Paquita Salas nació como un chiste, como un guiño a la gente del medio en España, pero Netflix le puso el ojo de inmediato y se dio cuenta de que se hacía viral: con el actor Brays Efe en el papel protagónico de Paquita, la serie escrita y dirigida por Javier Calvo y Javier Ambrossi se convirtiò en el fenómeno pop del momento.
Tanto, que a Paquita la sentaron con los chicos de Stranger Things antes del estreno de la segunda temporada.
Paquita es una representante de artistas de los ´90 madrileños, de la era dorada de Ana Obregón y Locomía, pero se encuentra perdida en un mundo que ha virado a Twitter, Instagram, hashtags y nombres nuevos que ella no entiende. Junto con su delirante equipo, intenta salir adelante sin siquiera saber manejar un e mail, a los tumbos y a fuerza de guisos calientes, comida y mucho empuje. En medio de tanto desatino Macarena García, su actriz más conocida, la deja tirada, y el mundo de Paquita se tambalea.

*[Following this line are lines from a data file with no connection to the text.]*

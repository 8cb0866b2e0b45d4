use std::path::Path;

use serde::Deserialize;

pub const ENV_BSP_PROGRAM: &str = "KEEL_BSP_PROGRAM";
pub const ENV_BSP_ARGS: &str = "KEEL_BSP_ARGS";

/// How to launch an external build server.
///
/// Usually read from a BSP connection file (`.bsp/<name>.json`) in the workspace root, with
/// `KEEL_BSP_PROGRAM` / `KEEL_BSP_ARGS` overrides applied on top.
#[derive(Debug, Clone, PartialEq, Eq)]
pub struct BspConnectionConfig {
    pub name: String,
    pub program: String,
    pub args: Vec<String>,
    pub languages: Vec<String>,
}

#[derive(Debug, Deserialize)]
struct ConnectionFile {
    #[serde(default)]
    name: Option<String>,
    argv: Vec<String>,
    #[serde(default)]
    languages: Vec<String>,
}

impl BspConnectionConfig {
    pub fn new(program: impl Into<String>, args: Vec<String>) -> Self {
        let program = program.into();
        Self {
            name: program.clone(),
            program,
            args,
            languages: Vec::new(),
        }
    }

    /// Discovers the build server for `workspace_root`.
    ///
    /// Discovery sources, in order:
    /// 1. `.bsp/*.json` connection files (the first one by file name with a non-empty `argv`)
    /// 2. `KEEL_BSP_PROGRAM` / `KEEL_BSP_ARGS` environment variables (override)
    pub fn discover(workspace_root: &Path) -> Option<Self> {
        Self::discover_with_env(workspace_root, |key| std::env::var(key).ok())
    }

    /// Like [`BspConnectionConfig::discover`] with an explicit environment lookup.
    pub fn discover_with_env(
        workspace_root: &Path,
        env: impl Fn(&str) -> Option<String>,
    ) -> Option<Self> {
        let mut config = discover_from_dot_bsp(workspace_root)
            .unwrap_or_else(|| Self::new(String::new(), Vec::new()));

        if let Some(program) = env(ENV_BSP_PROGRAM) {
            let program = program.trim();
            if !program.is_empty() {
                config.program = program.to_owned();
                if config.name.is_empty() {
                    config.name = config.program.clone();
                }
            }
        }
        if let Some(args_raw) = env(ENV_BSP_ARGS) {
            let args_raw = args_raw.trim();
            if !args_raw.is_empty() {
                config.args = parse_args_env(args_raw);
            }
        }

        (!config.program.trim().is_empty()).then_some(config)
    }
}

/// Reads `.bsp/*.json` in file name order and returns the first usable connection.
pub fn discover_from_dot_bsp(workspace_root: &Path) -> Option<BspConnectionConfig> {
    let dir = workspace_root.join(".bsp");
    let entries = std::fs::read_dir(&dir).ok()?;

    let mut files: Vec<_> = entries
        .filter_map(Result::ok)
        .map(|entry| entry.path())
        .filter(|path| path.extension().is_some_and(|ext| ext == "json"))
        .collect();
    files.sort();

    for path in files {
        let text = match std::fs::read_to_string(&path) {
            Ok(text) => text,
            Err(err) => {
                tracing::debug!(target = "keel.bsp", path = %path.display(), error = %err, "failed to read BSP connection file");
                continue;
            }
        };
        let file: ConnectionFile = match serde_json::from_str(&text) {
            Ok(file) => file,
            Err(err) => {
                tracing::warn!(target = "keel.bsp", path = %path.display(), error = %err, "ignoring malformed BSP connection file");
                continue;
            }
        };
        let mut argv = file.argv.into_iter();
        let Some(program) = argv.next().filter(|program| !program.trim().is_empty()) else {
            continue;
        };
        let name = file
            .name
            .or_else(|| {
                path.file_stem()
                    .map(|stem| stem.to_string_lossy().into_owned())
            })
            .unwrap_or_else(|| program.clone());
        return Some(BspConnectionConfig {
            name,
            program,
            args: argv.collect(),
            languages: file.languages,
        });
    }
    None
}

/// Parses `KEEL_BSP_ARGS`: either a JSON string array or whitespace separated words with
/// single/double quote grouping (quotes are removed, escapes are not interpreted).
fn parse_args_env(args_raw: &str) -> Vec<String> {
    let args_raw = args_raw.trim();
    if args_raw.is_empty() {
        return Vec::new();
    }
    if args_raw.starts_with('[') {
        serde_json::from_str::<Vec<String>>(args_raw)
            .unwrap_or_else(|_| split_args_whitespace(args_raw))
    } else {
        split_args_whitespace(args_raw)
    }
}

fn split_args_whitespace(args_raw: &str) -> Vec<String> {
    let mut args = Vec::new();
    let mut current = String::new();
    let mut quote: Option<char> = None;

    for ch in args_raw.chars() {
        match quote {
            Some(open) if ch == open => quote = None,
            Some(_) => current.push(ch),
            None => match ch {
                '\'' | '"' => quote = Some(ch),
                c if c.is_whitespace() => {
                    if !current.is_empty() {
                        args.push(std::mem::take(&mut current));
                    }
                }
                c => current.push(c),
            },
        }
    }
    if !current.is_empty() {
        args.push(current);
    }
    args
}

Junto a Magüi (Belén Cuesta), su inseparable asistente, Paquita relanza su carrera en tres temporadas por las que desfilan los personajes más ridículos: desde la peluquera devenida en community manager Noemí (Yolanda Ramos) hasta superestrellas maduras como Terelu Campos, Ana Obregón y Belinda Washington.

Es adictiva y no vas a parar de reír de las situaciones absurdas por las que pasa Paquitam su team y sus allegados famosos que no saben si ayudarla o matarla. Lo malo es que tiene solo tres temporadas y la cuarta se hará esperar.

Un plus: sus personajes suben videos todo el tiempo a Youtube y son imperdibles.